==== Records shown ====

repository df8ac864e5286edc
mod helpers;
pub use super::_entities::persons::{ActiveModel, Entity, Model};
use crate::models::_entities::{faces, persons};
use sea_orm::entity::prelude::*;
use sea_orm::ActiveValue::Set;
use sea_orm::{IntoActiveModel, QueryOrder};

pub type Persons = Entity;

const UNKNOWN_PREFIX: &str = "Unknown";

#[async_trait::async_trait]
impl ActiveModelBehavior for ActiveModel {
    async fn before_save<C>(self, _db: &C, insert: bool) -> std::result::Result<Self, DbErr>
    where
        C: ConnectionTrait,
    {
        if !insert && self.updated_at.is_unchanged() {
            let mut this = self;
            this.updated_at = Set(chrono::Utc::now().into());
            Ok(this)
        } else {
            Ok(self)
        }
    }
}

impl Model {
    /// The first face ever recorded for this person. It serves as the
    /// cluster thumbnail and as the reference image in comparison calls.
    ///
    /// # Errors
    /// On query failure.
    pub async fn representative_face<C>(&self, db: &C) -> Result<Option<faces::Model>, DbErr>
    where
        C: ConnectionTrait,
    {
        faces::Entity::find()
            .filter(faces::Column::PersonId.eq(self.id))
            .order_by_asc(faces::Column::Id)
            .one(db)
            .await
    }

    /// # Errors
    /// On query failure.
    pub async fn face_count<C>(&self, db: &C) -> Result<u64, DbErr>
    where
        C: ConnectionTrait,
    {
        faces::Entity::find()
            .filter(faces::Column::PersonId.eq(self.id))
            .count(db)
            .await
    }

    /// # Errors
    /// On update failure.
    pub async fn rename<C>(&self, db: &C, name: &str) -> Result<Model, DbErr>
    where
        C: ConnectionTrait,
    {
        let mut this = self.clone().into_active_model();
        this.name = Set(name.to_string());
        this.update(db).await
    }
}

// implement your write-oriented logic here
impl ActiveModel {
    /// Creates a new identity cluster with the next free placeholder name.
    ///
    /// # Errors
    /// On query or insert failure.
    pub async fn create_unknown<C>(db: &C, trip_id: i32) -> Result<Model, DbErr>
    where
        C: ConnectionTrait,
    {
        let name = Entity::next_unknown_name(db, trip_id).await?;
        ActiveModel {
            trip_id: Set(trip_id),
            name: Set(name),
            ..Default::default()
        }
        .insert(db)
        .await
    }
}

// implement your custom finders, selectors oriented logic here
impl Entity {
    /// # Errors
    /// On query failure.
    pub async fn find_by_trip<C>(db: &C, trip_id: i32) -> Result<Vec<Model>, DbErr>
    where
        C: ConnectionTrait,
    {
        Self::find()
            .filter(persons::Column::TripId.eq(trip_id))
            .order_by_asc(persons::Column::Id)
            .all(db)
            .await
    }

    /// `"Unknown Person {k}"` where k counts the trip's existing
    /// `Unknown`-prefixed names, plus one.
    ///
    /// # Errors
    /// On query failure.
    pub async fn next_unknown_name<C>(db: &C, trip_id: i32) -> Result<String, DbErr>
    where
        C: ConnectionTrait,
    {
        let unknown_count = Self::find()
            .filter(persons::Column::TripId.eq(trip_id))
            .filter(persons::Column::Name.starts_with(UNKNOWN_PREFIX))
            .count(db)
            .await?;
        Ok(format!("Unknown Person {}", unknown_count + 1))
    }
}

====

Search the listing for the string "this". Copy each line where it is found.

            let mut this = self;
            this.updated_at = Set(chrono::Utc::now().into());
            Ok(this)
    /// The first face ever recorded for this person. It serves as the
        let mut this = self.clone().into_active_model();
        this.name = Set(name.to_string());
        this.update(db).await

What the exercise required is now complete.